▸ **Stored data entries**
◇ ◇ ◇ ◇

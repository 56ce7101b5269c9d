#![cfg(feature = "batch")]

use std::collections::BTreeSet;
use std::fs::File;
use std::io::Write;
use std::path::Path;

use danfe::batch::{BatchConfig, BatchProcessor, Outcome};
use danfe::core::DanfeError;
use danfe::render::PdfRenderer;
use zip::write::SimpleFileOptions;

const KEY_A: &str = "35240612345678000195550010000001231123456789";
const KEY_B: &str = "35240612345678000195550010000001231123456780";

/// Renderer that fakes a PDF so batches run without a browser.
struct StubRenderer;

impl PdfRenderer for StubRenderer {
    fn render(&self, _html: &str, output: &Path) -> Result<(), DanfeError> {
        std::fs::write(output, b"%PDF-1.4 stub")?;
        Ok(())
    }
}

/// Renderer that always fails, standing in for a broken browser install.
struct FailingRenderer;

impl PdfRenderer for FailingRenderer {
    fn render(&self, _html: &str, _output: &Path) -> Result<(), DanfeError> {
        Err(DanfeError::Render("boom".into()))
    }
}

fn invoice_xml(key: &str, recipient: &str, cnpj: &str) -> String {
    format!(
        r#"<?xml version="1.0" encoding="UTF-8"?>
<nfeProc xmlns="http://www.portalfiscal.inf.br/nfe">
  <NFe>
    <infNFe Id="NFe{key}">
      <ide>
        <natOp>VENDA</natOp>
        <mod>55</mod>
        <serie>1</serie>
        <nNF>1</nNF>
        <dhEmi>2024-06-15T10:30:00-03:00</dhEmi>
      </ide>
      <emit><CNPJ>12345678000195</CNPJ><xNome>EMITENTE LTDA</xNome></emit>
      <dest><CNPJ>{cnpj}</CNPJ><xNome>{recipient}</xNome></dest>
      <det nItem="1">
        <prod><cProd>P1</cProd><xProd>Produto</xProd><qCom>1</qCom><vProd>10.00</vProd></prod>
      </det>
      <total><ICMSTot><vProd>10.00</vProd><vNF>10.00</vNF></ICMSTot></total>
    </infNFe>
  </NFe>
</nfeProc>"#
    )
}

fn event_xml() -> &'static str {
    r#"<procEventoNFe xmlns="http://www.portalfiscal.inf.br/nfe">
  <evento><infEvento><tpEvento>210210</tpEvento></infEvento></evento>
</procEventoNFe>"#
}

fn make_zip(path: &Path, entries: &[(&str, &str)]) {
    let file = File::create(path).unwrap();
    let mut zip = zip::ZipWriter::new(file);
    let options = SimpleFileOptions::default();
    for (name, content) in entries {
        zip.start_file(*name, options).unwrap();
        zip.write_all(content.as_bytes()).unwrap();
    }
    zip.finish().unwrap();
}

fn archive_names(path: &Path) -> Vec<String> {
    let mut zip = zip::ZipArchive::new(File::open(path).unwrap()).unwrap();
    (0..zip.len())
        .map(|i| zip.by_index(i).unwrap().name().to_string())
        .collect()
}

// ---------------------------------------------------------------------------
// End to end
// ---------------------------------------------------------------------------

#[test]
fn mixed_archive_processes_invoices_and_skips_events() {
    let dir = tempfile::tempdir().unwrap();
    let input = dir.path().join("input.zip");
    let output = dir.path().join("result.zip");
    make_zip(
        &input,
        &[
            ("a.xml", &invoice_xml(KEY_A, "CLIENTE A", "98765432000198")),
            ("b.xml", &invoice_xml(KEY_B, "CLIENTE B", "11222333000181")),
            ("evento.xml", event_xml()),
        ],
    );

    let processor = BatchProcessor::new(BatchConfig::default(), StubRenderer);
    let batch = processor.process_archive(&input, &output).unwrap();

    assert_eq!(batch.result.succeeded, 2);
    assert_eq!(batch.result.failed, 0);
    assert_eq!(batch.result.outcomes.len(), 2);
    assert!(batch
        .result
        .outcomes
        .iter()
        .all(|o| matches!(o.outcome, Outcome::Success(_))));

    // exactly two recipient folders under 2024/06, each with xml + pdf
    let names = archive_names(&output);
    let recipients: BTreeSet<String> = names
        .iter()
        .filter(|n| n.ends_with(".pdf") || n.ends_with(".xml"))
        .map(|n| {
            let mut parts = n.split('/');
            let (y, m, r) = (
                parts.next().unwrap(),
                parts.next().unwrap(),
                parts.next().unwrap(),
            );
            assert_eq!((y, m), ("2024", "06"));
            r.to_string()
        })
        .collect();
    assert_eq!(recipients.len(), 2);
    assert!(names.iter().any(|n| n.ends_with(&format!("{KEY_A}.pdf"))));
    assert!(names.iter().any(|n| n.ends_with(&format!("{KEY_A}.xml"))));
    assert!(names.iter().any(|n| n.ends_with(&format!("{KEY_B}.pdf"))));
}

#[test]
fn recipient_folder_strips_document_slash() {
    let dir = tempfile::tempdir().unwrap();
    let input = dir.path().join("input.zip");
    let output = dir.path().join("result.zip");
    make_zip(
        &input,
        &[("a.xml", &invoice_xml(KEY_A, "CLIENTE A", "98765432000198"))],
    );

    let processor = BatchProcessor::new(BatchConfig::default(), StubRenderer);
    processor.process_archive(&input, &output).unwrap();

    let names = archive_names(&output);
    assert!(
        names
            .iter()
            .any(|n| n.contains("CLIENTE A - 98.765.4320001-98")),
        "unexpected layout: {names:?}"
    );
}

#[test]
fn event_only_archive_is_zero_results() {
    let dir = tempfile::tempdir().unwrap();
    let input = dir.path().join("input.zip");
    let output = dir.path().join("result.zip");
    make_zip(&input, &[("evento.xml", event_xml())]);

    let processor = BatchProcessor::new(BatchConfig::default(), StubRenderer);
    match processor.process_archive(&input, &output) {
        Err(DanfeError::ZeroResults) => {}
        other => panic!("expected ZeroResults, got {other:?}"),
    }
    // a failed batch leaves no output archive behind
    assert!(!output.exists());
}

#[test]
fn unreadable_bundle_is_malformed_archive() {
    let dir = tempfile::tempdir().unwrap();
    let input = dir.path().join("input.zip");
    let output = dir.path().join("result.zip");
    std::fs::write(&input, b"this is not a zip file").unwrap();

    let processor = BatchProcessor::new(BatchConfig::default(), StubRenderer);
    match processor.process_archive(&input, &output) {
        Err(DanfeError::MalformedArchive(_)) => {}
        other => panic!("expected MalformedArchive, got {other:?}"),
    }
    assert!(!output.exists());
}

#[test]
fn renderer_failure_is_per_file_not_fatal() {
    let dir = tempfile::tempdir().unwrap();
    let input = dir.path().join("input.zip");
    let output = dir.path().join("result.zip");
    make_zip(
        &input,
        &[
            ("a.xml", &invoice_xml(KEY_A, "CLIENTE A", "98765432000198")),
            ("b.xml", &invoice_xml(KEY_B, "CLIENTE B", "11222333000181")),
        ],
    );

    let processor = BatchProcessor::new(BatchConfig::default(), FailingRenderer);
    let batch = processor.process_archive(&input, &output).unwrap();

    assert_eq!(batch.result.succeeded, 0);
    assert_eq!(batch.result.failed, 2);
    assert!(batch
        .result
        .outcomes
        .iter()
        .all(|o| matches!(o.outcome, Outcome::Error(_))));
    // the batch itself still completes and packages what exists
    assert!(output.exists());
}

#[test]
fn generated_copies_are_not_reprocessed() {
    let dir = tempfile::tempdir().unwrap();
    let input = dir.path().join("input.zip");
    let output = dir.path().join("result.zip");
    // a previous run's output folder travels inside the new bundle
    make_zip(
        &input,
        &[
            ("a.xml", &invoice_xml(KEY_A, "CLIENTE A", "98765432000198")),
            (
                "DANFE-XML/2024/06/old/copy.xml",
                &invoice_xml(KEY_B, "CLIENTE B", "11222333000181"),
            ),
        ],
    );

    let processor = BatchProcessor::new(BatchConfig::default(), StubRenderer);
    let batch = processor.process_archive(&input, &output).unwrap();
    assert_eq!(batch.result.succeeded, 1);
    assert_eq!(batch.result.failed, 0);
}

#[test]
fn non_xml_members_are_ignored() {
    let dir = tempfile::tempdir().unwrap();
    let input = dir.path().join("input.zip");
    let output = dir.path().join("result.zip");
    make_zip(
        &input,
        &[
            ("leiame.txt", "notas do mes"),
            ("a.xml", &invoice_xml(KEY_A, "CLIENTE A", "98765432000198")),
        ],
    );

    let processor = BatchProcessor::new(BatchConfig::default(), StubRenderer);
    let batch = processor.process_archive(&input, &output).unwrap();
    assert_eq!(batch.result.succeeded, 1);
    assert_eq!(batch.result.outcomes.len(), 1);
}

// ---------------------------------------------------------------------------
// Directory-level entry point
// ---------------------------------------------------------------------------

#[test]
fn process_dir_works_on_extracted_tree() {
    let dir = tempfile::tempdir().unwrap();
    let work = dir.path().join("work");
    std::fs::create_dir_all(work.join("sub")).unwrap();
    std::fs::write(
        work.join("sub/a.xml"),
        invoice_xml(KEY_A, "CLIENTE A", "98765432000198"),
    )
    .unwrap();
    let out_root = dir.path().join("out");

    let processor = BatchProcessor::new(BatchConfig::default(), StubRenderer);
    let result = processor.process_dir(&work, &out_root).unwrap();
    assert_eq!(result.succeeded, 1);
    assert!(out_root
        .join("2024")
        .join("06")
        .join("CLIENTE A - 98.765.4320001-98")
        .join(format!("{KEY_A}.xml"))
        .exists());
    assert!(out_root
        .join("2024")
        .join("06")
        .join("CLIENTE A - 98.765.4320001-98")
        .join(format!("{KEY_A}.pdf"))
        .exists());
}

#[test]
fn serialized_result_carries_counts_and_outcomes() {
    let dir = tempfile::tempdir().unwrap();
    let input = dir.path().join("input.zip");
    let output = dir.path().join("result.zip");
    make_zip(
        &input,
        &[("a.xml", &invoice_xml(KEY_A, "CLIENTE A", "98765432000198"))],
    );

    let processor = BatchProcessor::new(BatchConfig::default(), StubRenderer);
    let batch = processor.process_archive(&input, &output).unwrap();

    // the service layer serializes the summary as-is
    let json = serde_json::to_string(&batch.result).unwrap();
    assert!(json.contains("\"succeeded\":1"));
    assert!(json.contains("\"failed\":0"));
    assert!(json.contains("processed: CLIENTE A"));
}
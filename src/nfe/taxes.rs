//! Regime-specific tax variant groups.
//!
//! Under `det/imposto` the ICMS and IPI amounts live inside exactly one
//! variant sub-element whose tag name encodes the tax regime
//! (`ICMS00`, `ICMSSN102`, `IPITrib`, …). The variants are modeled as
//! tagged unions with a defensive arm for tags the known lists miss.

use crate::core::format_currency;

/// Normal-regime ICMS variant tags.
const ICMS_REGULAR_TAGS: &[&str] = &[
    "ICMS00", "ICMS02", "ICMS10", "ICMS15", "ICMS20", "ICMS30", "ICMS40", "ICMS51",
    "ICMS53", "ICMS60", "ICMS61", "ICMS70", "ICMS90", "ICMSPart", "ICMSST",
];

/// ICMS variant found under the line-item tax block.
#[derive(Debug, Clone, PartialEq)]
pub enum IcmsVariant {
    /// Normal regime (`ICMS00`..`ICMS90`, partilha and ST forms); carries a CST.
    Regular {
        cst: String,
        base: String,
        value: String,
        rate: String,
    },
    /// Simples Nacional (`ICMSSN101`..`ICMSSN900`); carries a CSOSN.
    SimplesNacional {
        csosn: String,
        base: String,
        value: String,
        rate: String,
    },
    /// Unrecognized variant tag; values extracted defensively.
    Other {
        base: String,
        value: String,
        rate: String,
    },
}

impl IcmsVariant {
    /// Classify a variant from its tag name and raw field values.
    pub fn from_parts(
        tag: &str,
        cst: Option<String>,
        csosn: Option<String>,
        base: Option<String>,
        value: Option<String>,
        rate: Option<String>,
    ) -> Self {
        let base = base.unwrap_or_default();
        let value = value.unwrap_or_default();
        let rate = rate.unwrap_or_default();
        if tag.starts_with("ICMSSN") {
            IcmsVariant::SimplesNacional {
                csosn: csosn.unwrap_or_default(),
                base,
                value,
                rate,
            }
        } else if ICMS_REGULAR_TAGS.contains(&tag) {
            IcmsVariant::Regular {
                cst: cst.unwrap_or_default(),
                base,
                value,
                rate,
            }
        } else {
            IcmsVariant::Other { base, value, rate }
        }
    }

    /// The tax situation code for display: CST, CSOSN, or empty.
    pub fn situation_code(&self) -> &str {
        match self {
            IcmsVariant::Regular { cst, .. } => cst,
            IcmsVariant::SimplesNacional { csosn, .. } => csosn,
            IcmsVariant::Other { .. } => "",
        }
    }

    /// Display-formatted (base, value, rate), absent fields as "0,00".
    pub fn display_fields(&self) -> (String, String, String) {
        let (base, value, rate) = match self {
            IcmsVariant::Regular {
                base, value, rate, ..
            }
            | IcmsVariant::SimplesNacional {
                base, value, rate, ..
            }
            | IcmsVariant::Other { base, value, rate } => (base, value, rate),
        };
        (
            format_currency(base),
            format_currency(value),
            format_currency(rate),
        )
    }
}

/// IPI variant found under the line-item tax block.
#[derive(Debug, Clone, PartialEq)]
pub enum IpiVariant {
    /// Taxed (`IPITrib`); carries an amount and a rate.
    Taxed { value: String, rate: String },
    /// Non-taxed (`IPINT`); no amounts.
    NonTaxed,
    /// Unrecognized variant tag; values extracted defensively.
    Other { value: String, rate: String },
}

impl IpiVariant {
    /// Classify a variant from its tag name and raw field values.
    pub fn from_parts(tag: &str, value: Option<String>, rate: Option<String>) -> Self {
        match tag {
            "IPITrib" => IpiVariant::Taxed {
                value: value.unwrap_or_default(),
                rate: rate.unwrap_or_default(),
            },
            "IPINT" => IpiVariant::NonTaxed,
            _ => IpiVariant::Other {
                value: value.unwrap_or_default(),
                rate: rate.unwrap_or_default(),
            },
        }
    }

    /// Display-formatted (value, rate), absent fields as "0,00".
    pub fn display_fields(&self) -> (String, String) {
        match self {
            IpiVariant::Taxed { value, rate } | IpiVariant::Other { value, rate } => {
                (format_currency(value), format_currency(rate))
            }
            IpiVariant::NonTaxed => ("0,00".to_string(), "0,00".to_string()),
        }
    }
}

#[cfg(test)]
mod tests {
    use super::*;

    #[test]
    fn regular_variant_carries_cst() {
        let v = IcmsVariant::from_parts(
            "ICMS00",
            Some("00".into()),
            None,
            Some("100.00".into()),
            Some("18.00".into()),
            Some("18.00".into()),
        );
        assert_eq!(v.situation_code(), "00");
        assert_eq!(
            v.display_fields(),
            ("100,00".into(), "18,00".into(), "18,00".into())
        );
    }

    #[test]
    fn simples_variant_carries_csosn() {
        let v = IcmsVariant::from_parts("ICMSSN102", None, Some("102".into()), None, None, None);
        assert_eq!(v.situation_code(), "102");
        assert_eq!(
            v.display_fields(),
            ("0,00".into(), "0,00".into(), "0,00".into())
        );
    }

    #[test]
    fn unknown_variant_extracts_defensively() {
        let v = IcmsVariant::from_parts("ICMS99", None, None, Some("5".into()), None, None);
        assert!(matches!(v, IcmsVariant::Other { .. }));
        assert_eq!(v.situation_code(), "");
        assert_eq!(v.display_fields().0, "5,00");
    }

    #[test]
    fn ipi_non_taxed_zeroes() {
        let v = IpiVariant::from_parts("IPINT", None, None);
        assert_eq!(v.display_fields(), ("0,00".into(), "0,00".into()));
    }

    #[test]
    fn ipi_taxed_formats() {
        let v = IpiVariant::from_parts("IPITrib", Some("12.3".into()), Some("10".into()));
        assert_eq!(v.display_fields(), ("12,30".into(), "10,00".into()));
    }
}
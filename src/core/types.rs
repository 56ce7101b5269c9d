use serde::{Deserialize, Serialize};

/// The render-ready representation of one NFe.
///
/// Every field is already display-formatted: monetary values carry the
/// Brazilian convention ("1.234,50"), documents are masked, dates are
/// dd/mm/yyyy. Field names double as the placeholder names of the DANFE
/// template. A record is built fresh per XML document, consumed by the
/// renderer, and discarded.
#[derive(Debug, Clone, Default, PartialEq, Serialize, Deserialize)]
pub struct InvoiceRecord {
    /// Access key in space-grouped display form ("3520 0714 …").
    pub access_key: String,
    /// Raw 44-digit access key, or the source filename stem when the
    /// `infNFe` identifier attribute is absent.
    pub access_key_raw: String,

    /// Nature of the operation (`natOp`).
    pub operation_nature: String,
    /// Fiscal model (`mod`), "55" for NFe.
    pub model: String,
    /// Series (`serie`).
    pub series: String,
    /// Invoice number (`nNF`).
    pub number: String,
    /// Operation type (`tpNF`): "0" entrada, "1" saída.
    pub operation_type: String,
    /// Emission date as dd/mm/yyyy (`dhEmi`).
    pub emission_date: String,
    /// Exit/entry date as dd/mm/yyyy (`dhSaiEnt`).
    pub exit_date: String,
    /// Exit/entry time as HH:MM:SS (`dhSaiEnt`).
    pub exit_time: String,
    /// Authorization protocol number (`nProt`).
    pub protocol_number: String,
    /// Authorization protocol timestamp (`dhRecbto`).
    pub protocol_timestamp: String,

    /// Issuer name (`emit/xNome`).
    pub issuer_name: String,
    /// Issuer CNPJ, masked.
    pub issuer_cnpj: String,
    /// Issuer state registration (`IE`).
    pub issuer_ie: String,
    /// Issuer substitute state registration (`IEST`).
    pub issuer_ie_st: String,
    /// Issuer address composed as "street, number complement - district - city - UF".
    pub issuer_address: String,
    /// Issuer postal code, masked ("01310-100").
    pub issuer_postal_code: String,
    /// Issuer phone, masked ("(11) 3456-7890").
    pub issuer_phone: String,

    /// Recipient name; "CONSUMIDOR" when the `dest` block is absent.
    pub recipient_name: String,
    /// Recipient document, masked. CNPJ preferred over CPF when both occur.
    pub recipient_document: String,
    /// Recipient state registration.
    pub recipient_ie: String,
    /// Recipient street and number ("xLgr, nro").
    pub recipient_street: String,
    /// Recipient district (`xBairro`).
    pub recipient_district: String,
    /// Recipient municipality (`xMun`).
    pub recipient_city: String,
    /// Recipient state (`UF`).
    pub recipient_state: String,
    /// Recipient postal code, masked.
    pub recipient_postal_code: String,
    /// Recipient phone, masked.
    pub recipient_phone: String,

    /// ICMS calculation base (`vBC`).
    pub icms_base: String,
    /// ICMS amount (`vICMS`).
    pub icms_value: String,
    /// ICMS-ST calculation base (`vBCST`).
    pub icms_st_base: String,
    /// ICMS-ST amount (`vST`).
    pub icms_st_value: String,
    /// Total product value (`vProd`).
    pub products_total: String,
    /// Freight (`vFrete`).
    pub freight_total: String,
    /// Insurance (`vSeg`).
    pub insurance_total: String,
    /// Discount (`vDesc`).
    pub discount_total: String,
    /// IPI amount (`vIPI`).
    pub ipi_total: String,
    /// Other costs (`vOutro`).
    pub other_total: String,
    /// Grand total (`vNF`).
    pub invoice_total: String,

    /// Carrier name (`transporta/xNome`).
    pub carrier_name: String,
    /// Carrier document, masked.
    pub carrier_document: String,
    /// Carrier address (`xEnder`).
    pub carrier_address: String,
    /// Carrier municipality.
    pub carrier_city: String,
    /// Carrier state.
    pub carrier_state: String,
    /// Carrier state registration.
    pub carrier_ie: String,
    /// Freight responsibility label ("0 - Emitente", "1 - Destinatário", "9 - Sem Frete").
    pub freight_mode: String,
    /// Volume count (`qVol`).
    pub volume_count: String,
    /// Volume species (`esp`).
    pub volume_species: String,
    /// Gross weight (`pesoB`), quantity-formatted.
    pub gross_weight: String,
    /// Net weight (`pesoL`), quantity-formatted.
    pub net_weight: String,

    /// Free-text additional information (`infAdic/infCpl`).
    pub additional_info: String,

    /// Line items in document order.
    pub products: Vec<ProductLine>,
}

impl InvoiceRecord {
    /// Year and month used for output-folder routing, derived from the
    /// display emission date. Missing or malformed dates degrade to
    /// `("0000", "00")`.
    pub fn routing_period(&self) -> (String, String) {
        let mut parts = self.emission_date.split('/');
        if let (Some(d), Some(m), Some(y)) = (parts.next(), parts.next(), parts.next()) {
            let all_digits =
                |s: &str| !s.is_empty() && s.chars().all(|c| c.is_ascii_digit());
            if all_digits(d) && all_digits(m) && y.len() == 4 && all_digits(y) {
                return (y.to_string(), m.to_string());
            }
        }
        ("0000".to_string(), "00".to_string())
    }
}

/// One DANFE product row with its per-line tax breakdown.
#[derive(Debug, Clone, Default, PartialEq, Serialize, Deserialize)]
pub struct ProductLine {
    /// Product code (`cProd`).
    pub code: String,
    /// Product description (`xProd`).
    pub description: String,
    /// Mercosur classification (`NCM`).
    pub ncm: String,
    /// Tax situation: CST (normal regime) or CSOSN (Simples Nacional),
    /// whichever the matched ICMS variant carries.
    pub cst: String,
    /// Fiscal operation code (`CFOP`).
    pub cfop: String,
    /// Commercial unit (`uCom`).
    pub unit: String,
    /// Quantity (`qCom`): integer display when whole, else two decimals.
    pub quantity: String,
    /// Unit value (`vUnCom`).
    pub unit_value: String,
    /// Line total (`vProd`).
    pub total_value: String,
    /// Per-line ICMS base.
    pub icms_base: String,
    /// Per-line ICMS amount.
    pub icms_value: String,
    /// Per-line ICMS rate.
    pub icms_rate: String,
    /// Per-line IPI amount.
    pub ipi_value: String,
    /// Per-line IPI rate.
    pub ipi_rate: String,
}

/// Freight responsibility (`modFrete`).
#[derive(Debug, Clone, Copy, PartialEq, Eq, Serialize, Deserialize)]
pub enum FreightMode {
    /// Freight paid by the issuer (code 0).
    Issuer,
    /// Freight paid by the recipient (code 1).
    Recipient,
    /// No freight (code 9).
    None,
}

impl FreightMode {
    /// Classify the `modFrete` code. Anything unrecognized means no freight.
    pub fn from_code(code: &str) -> Self {
        match code.trim() {
            "0" => FreightMode::Issuer,
            "1" => FreightMode::Recipient,
            _ => FreightMode::None,
        }
    }

    /// The DANFE display label.
    pub fn label(&self) -> &'static str {
        match self {
            FreightMode::Issuer => "0 - Emitente",
            FreightMode::Recipient => "1 - Destinatário",
            FreightMode::None => "9 - Sem Frete",
        }
    }
}
#![no_main]

use libfuzzer_sys::fuzz_target;

fuzz_target!(|data: &[u8]| {
    // The decoder must always produce text, whatever the bytes.
    let (text, encoding) = danfe::nfe::decode_xml_bytes(data);
    assert!(!encoding.is_empty());
    let _ = text.len();
});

◇ ◇ ◇ ◇

▸ **EXERCISE INSTRUCTIONS**
Among the records above, find the lines that contain "amounts" and copy every one.

▸ **WRITTEN ANSWER**
//! Under `det/imposto` the ICMS and IPI amounts live inside exactly one
    /// Non-taxed (`IPINT`); no amounts.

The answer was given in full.